**WHAT IS BEING ASKED:** Scan the lines below for "WaitTrigger"; report the number of lines that contain it, and only that.

**MATERIAL FOR THE TASK:**
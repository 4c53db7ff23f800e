//! A byte-buffer-backed [`MemoryWindow`]/[`Device`] pair used by this
//! crate's own tests and by the `demos/` binaries to exercise the worker
//! state machine without real RDMA hardware.
//!
//! [`SimWindow`] is the same region-keyed byte store used by the unit test
//! harnesses scattered through this crate (`window.rs`'s `ByteWindow`,
//! `coordinator.rs`'s `FakeWindow`), promoted here so integration tests and
//! demos share one implementation instead of redefining it per module.
//! [`SimDevice`] only records doorbell/arm/fence calls; interpreting the
//! WQEs those doorbells refer to (i.e. simulating the network) is the
//! integration test's job, since it alone knows how ranks map to each
//! other's memory.

use std::cell::RefCell;
use std::collections::HashMap;
use std::convert::Infallible;
use std::rc::Rc;

use crate::device::Device;
use crate::window::{MemoryWindow, WindowPtr};

/// Shared, region-keyed byte storage. `Rc<RefCell<_>>`-wrapped so a test can
/// hand the same backing store to both a [`SimWindow`] (the worker's own
/// view) and direct inspection code (asserting on buffer contents).
#[derive(Debug, Default)]
pub struct SimMemory {
    regions: HashMap<u32, Vec<u8>>,
}

impl SimMemory {
    /// Wrap a fresh, empty store.
    pub fn new() -> Rc<RefCell<Self>> {
        Rc::new(RefCell::new(Self::default()))
    }

    /// Register (or fetch, if already registered) the byte region for
    /// `mkey`, growing it to at least `min_len` bytes.
    pub fn region_mut(&mut self, mkey: u32, min_len: usize) -> &mut Vec<u8> {
        let region = self.regions.entry(mkey).or_default();
        if region.len() < min_len {
            region.resize(min_len, 0);
        }
        region
    }

    /// Read `len` bytes at `addr` within `mkey`'s region.
    pub fn read(&mut self, mkey: u32, addr: u64, len: usize) -> Vec<u8> {
        let start = addr as usize;
        self.region_mut(mkey, start + len)[start..start + len].to_vec()
    }

    /// Write `data` at `addr` within `mkey`'s region.
    pub fn write(&mut self, mkey: u32, addr: u64, data: &[u8]) {
        let start = addr as usize;
        self.region_mut(mkey, start + data.len())[start..start + data.len()]
            .copy_from_slice(data);
    }

    /// Fetch-and-add a big-endian `u64` at `addr` within `mkey`'s region,
    /// returning the pre-add value. Mirrors the NIC's Fetch-and-Add
    /// semantics, which this crate's atomic WQEs always issue with
    /// `add = 1`.
    pub fn fetch_add_be_u64(&mut self, mkey: u32, addr: u64, add: u64) -> u64 {
        let start = addr as usize;
        let region = self.region_mut(mkey, start + 8);
        let prev = u64::from_be_bytes(region[start..start + 8].try_into().unwrap());
        region[start..start + 8].copy_from_slice(&(prev.wrapping_add(add)).to_be_bytes());
        prev
    }
}

/// A [`MemoryWindow`] over a [`SimMemory`] store: one mkey configured at a
/// time, matching the hardware's single-active-window rule.
pub struct SimWindow {
    memory: Rc<RefCell<SimMemory>>,
    configured: Option<u32>,
}

impl SimWindow {
    /// Create a window over an existing shared store.
    pub fn new(memory: Rc<RefCell<SimMemory>>) -> Self {
        Self {
            memory,
            configured: None,
        }
    }
}

impl MemoryWindow for SimWindow {
    type Error = Infallible;

    fn configure(&mut self, mkey: u32) -> Result<(), Self::Error> {
        self.configured = Some(mkey);
        Ok(())
    }

    fn ptr_acquire(&mut self, addr: u64) -> Result<WindowPtr<'_, Self>, Self::Error> {
        Ok(WindowPtr::new(self, addr))
    }

    fn writeback(&mut self) -> Result<(), Self::Error> {
        Ok(())
    }

    fn raw_read_inv(&mut self, addr: u64, len: usize) -> Result<Vec<u8>, Self::Error> {
        let mkey = self.configured.expect("window not configured");
        Ok(self.memory.borrow_mut().read(mkey, addr, len))
    }

    fn raw_write(&mut self, addr: u64, data: &[u8]) -> Result<(), Self::Error> {
        let mkey = self.configured.expect("window not configured");
        self.memory.borrow_mut().write(mkey, addr, data);
        Ok(())
    }
}

/// A [`Device`] that just records what was asked of it, for assertions in
/// tests. Doesn't interpret WQE content; see the module doc comment.
#[derive(Debug, Default)]
pub struct SimDevice {
    /// `(qpn, sq_pi)` pairs passed to every [`Device::ring_sq_db`] call, in
    /// order.
    pub doorbells: Vec<(u32, u32)>,
    /// `(cq_idx, cqn)` pairs passed to every [`Device::arm_cq`] call, in
    /// order.
    pub arms: Vec<(u32, u32)>,
    /// Number of [`Device::memory_writeback`] calls.
    pub fences: u32,
}

impl Device for SimDevice {
    fn ring_sq_db(&mut self, qpn: u32, sq_pi: u32) {
        self.doorbells.push((qpn, sq_pi));
    }

    fn arm_cq(&mut self, cq_idx: u32, cqn: u32) {
        self.arms.push((cq_idx, cqn));
    }

    fn memory_writeback(&mut self) {
        self.fences += 1;
    }
}
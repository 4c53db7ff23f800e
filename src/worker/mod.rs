//! The worker state machine: three states, each with an activation hook
//! (run once when the thread wakes), a progress hook (run in a busy-poll
//! loop bounded by the poll quota), and a hangup hook (run once before the
//! thread re-arms and yields).
//!
//! Grounded in `ldo_dev_worker` / `ldo_dev_progress_state` /
//! `ldo_dev_hangup` / `ldo_dev_activation` in
//! `original_source/src/dpa/ldo_worker.c`.

pub mod a2a_comp;
pub mod context;
pub mod host_cmd;
pub mod trigger;

use crate::coordinator::Coordinator;
use crate::device::Device;
use crate::quota::PollQuota;
use crate::window::MemoryWindow;

pub use context::{TrigWorkerDb, WorkerCtx};

/// The three states a worker cycles through, one host command at a time.
#[derive(Debug, Clone, Copy, PartialEq, Eq)]
pub enum WorkerState {
    /// Waiting for the host to post the next command.
    WaitHostCmd,
    /// Command read; waiting for the host trigger counter to cross the
    /// command's threshold.
    WaitTrigger,
    /// All-to-all posted; waiting for local sends and the remote
    /// completion flag to both land.
    WaitA2aComp,
}

/// Reap the trigger CQ, blocking until the arming WQE's completion lands.
/// Shared by every state's activation hook.
pub(crate) fn advance_trig_cq<W: MemoryWindow, D: Device>(ctx: &mut WorkerCtx<W, D>) {
    ctx.trig_cq
        .advance(&ctx.trig.cq_ring, Some(&mut ctx.trig.cq_dbr), true);
}

/// Run the activation hook for `ctx.state`. Mirrors `ldo_dev_activation`.
pub fn activation<W: MemoryWindow, D: Device>(ctx: &mut WorkerCtx<W, D>) -> Result<(), W::Error> {
    match ctx.state {
        WorkerState::WaitHostCmd => host_cmd::activation_host_cmd(ctx),
        WorkerState::WaitTrigger => {
            trigger::activation_trigger(ctx);
            Ok(())
        }
        WorkerState::WaitA2aComp => {
            a2a_comp::activation_a2a_comp(ctx);
            Ok(())
        }
    }
}

/// Run one progress step for `state`, returning the next state. Mirrors
/// `ldo_dev_progress_state`.
pub fn progress_state<W: MemoryWindow, D: Device>(
    ctx: &mut WorkerCtx<W, D>,
    coordinator: &Coordinator,
    state: WorkerState,
    quota: &PollQuota,
    hangup: &mut bool,
) -> Result<WorkerState, W::Error> {
    match state {
        WorkerState::WaitHostCmd => {
            host_cmd::process_host_cmd(ctx, quota, hangup)?;
            Ok(WorkerState::WaitTrigger)
        }
        WorkerState::WaitTrigger => {
            trigger::process_trigger(ctx, quota, hangup);
            Ok(WorkerState::WaitA2aComp)
        }
        WorkerState::WaitA2aComp => {
            a2a_comp::process_a2a_comp(ctx, coordinator, quota, hangup)?;
            Ok(WorkerState::WaitHostCmd)
        }
    }
}

/// Run the hangup hook for `state`. Mirrors `ldo_dev_hangup`.
pub fn hangup<W: MemoryWindow, D: Device>(ctx: &mut WorkerCtx<W, D>, state: WorkerState) {
    match state {
        WorkerState::WaitHostCmd => host_cmd::hangup_host_cmd(ctx),
        WorkerState::WaitTrigger => trigger::hangup_trigger(ctx),
        WorkerState::WaitA2aComp => a2a_comp::hangup_a2a_comp(ctx),
    }
}

/// Run one full wake cycle: activation, then progress-state in a loop
/// until a hook signals hangup, then the hangup hook. Mirrors the body of
/// `ldo_dev_worker`.
pub fn run_once<W: MemoryWindow, D: Device>(
    ctx: &mut WorkerCtx<W, D>,
    coordinator: &Coordinator,
    quota_usec: u64,
    clock: quanta::Clock,
) -> Result<(), W::Error> {
    let quota = PollQuota::start(clock, quota_usec);

    activation(ctx)?;

    let mut hangup_requested = false;
    let mut state = ctx.state;
    loop {
        state = progress_state(ctx, coordinator, state, &quota, &mut hangup_requested)?;
        if hangup_requested {
            break;
        }
    }

    hangup(ctx, state);
    ctx.state = state;
    Ok(())
}
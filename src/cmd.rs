//! The 64-byte host `Command` message and the per-slot command-info sentinel.
//!
//! Field layout mirrors the byte-offset derivation in
//! `original_source/src/dpa/ldo_state_host_cmd.c` (`offsetof(struct ldo_cmd,
//! valid_count)`) and the struct size assertion in
//! `original_source/src/dpa/ldo_context.c`.

use crate::sizes::LOG_CMD_SIZE;

/// Size in bytes of a [`Command`] on the wire. Must equal `L2V(LOG_CMD_SIZE)`.
pub const COMMAND_SIZE: usize = 1 << LOG_CMD_SIZE;

const _: () = assert!(COMMAND_SIZE == 64, "Command must stay a 64-byte record");

/// Sentinel value the worker writes into a command-info slot once a
/// collective has fully completed. Distinct from any valid `valid_count` or
/// `cmp_count` value the host could observe, so polling code can
/// distinguish "not yet done" from "done".
pub const CMD_COMPLETED: u64 = u64::MAX;

/// One 64-byte host-filled command. All fields are in host (here, fixed
/// little-endian) byte order except `valid_count` and `trigger_threshold`,
/// which are big-endian — those two are the fields a Wait-on-Data WQE
/// compares directly against on the wire, so their endianness is pinned to
/// match [`crate::wqe::wod`]'s comparison values.
#[derive(Debug, Clone, Copy, PartialEq, Eq, Default)]
pub struct Command {
    /// Monotone generation counter; big-endian on the wire.
    pub valid_count: u64,
    /// This worker's rank within the collective.
    pub my_rank: u32,
    /// Total number of ranks participating.
    pub nranks: u32,
    /// Message size in bytes exchanged per peer.
    pub msg_size: u32,
    /// Local virtual address of the send buffer.
    pub sendbuf: u64,
    /// Local key of the send buffer's memory region.
    pub sendbuf_lkey: u32,
    /// Remote virtual address of the receive buffer (same on every rank).
    pub recvbuf: u64,
    /// Remote key of the receive buffer's memory region.
    pub recvbuf_rkey: u32,
    /// Address of the host-side trigger counter this worker watches.
    pub trigger_loc: u64,
    /// Local key for `trigger_loc`.
    pub trigger_lkey: u32,
    /// Threshold the trigger counter must reach before launch; big-endian
    /// on the wire, matching the Wait-on-Data comparison value.
    pub trigger_threshold: u64,
}

impl Command {
    /// Pack into the 64-byte wire representation.
    pub fn pack(&self) -> [u8; COMMAND_SIZE] {
        let mut out = [0u8; COMMAND_SIZE];
        out[0..8].copy_from_slice(&self.valid_count.to_be_bytes());
        out[8..12].copy_from_slice(&self.my_rank.to_le_bytes());
        out[12..16].copy_from_slice(&self.nranks.to_le_bytes());
        out[16..20].copy_from_slice(&self.msg_size.to_le_bytes());
        out[20..28].copy_from_slice(&self.sendbuf.to_le_bytes());
        out[28..32].copy_from_slice(&self.sendbuf_lkey.to_le_bytes());
        out[32..40].copy_from_slice(&self.recvbuf.to_le_bytes());
        out[40..44].copy_from_slice(&self.recvbuf_rkey.to_le_bytes());
        out[44..52].copy_from_slice(&self.trigger_loc.to_le_bytes());
        out[52..56].copy_from_slice(&self.trigger_lkey.to_le_bytes());
        out[56..64].copy_from_slice(&self.trigger_threshold.to_be_bytes());
        out
    }

    /// Unpack from the 64-byte wire representation.
    pub fn unpack(bytes: &[u8; COMMAND_SIZE]) -> Self {
        Self {
            valid_count: u64::from_be_bytes(bytes[0..8].try_into().unwrap()),
            my_rank: u32::from_le_bytes(bytes[8..12].try_into().unwrap()),
            nranks: u32::from_le_bytes(bytes[12..16].try_into().unwrap()),
            msg_size: u32::from_le_bytes(bytes[16..20].try_into().unwrap()),
            sendbuf: u64::from_le_bytes(bytes[20..28].try_into().unwrap()),
            sendbuf_lkey: u32::from_le_bytes(bytes[28..32].try_into().unwrap()),
            recvbuf: u64::from_le_bytes(bytes[32..40].try_into().unwrap()),
            recvbuf_rkey: u32::from_le_bytes(bytes[40..44].try_into().unwrap()),
            trigger_loc: u64::from_le_bytes(bytes[44..52].try_into().unwrap()),
            trigger_lkey: u32::from_le_bytes(bytes[52..56].try_into().unwrap()),
            trigger_threshold: u64::from_be_bytes(bytes[56..64].try_into().unwrap()),
        }
    }

    /// Byte offset of the `valid_count` field within a [`Command`] record,
    /// used by the host-command watcher to arm a Wait-on-Data WQE directly
    /// against this field instead of the whole record.
    pub const VALID_COUNT_OFFSET: usize = 0;

    /// Byte offset of the `trigger_threshold` field, used by the trigger
    /// watcher's Wait-on-Data WQE.
    pub const TRIGGER_THRESHOLD_OFFSET: usize = 56;
}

**EXERCISE OUTPUT:** 5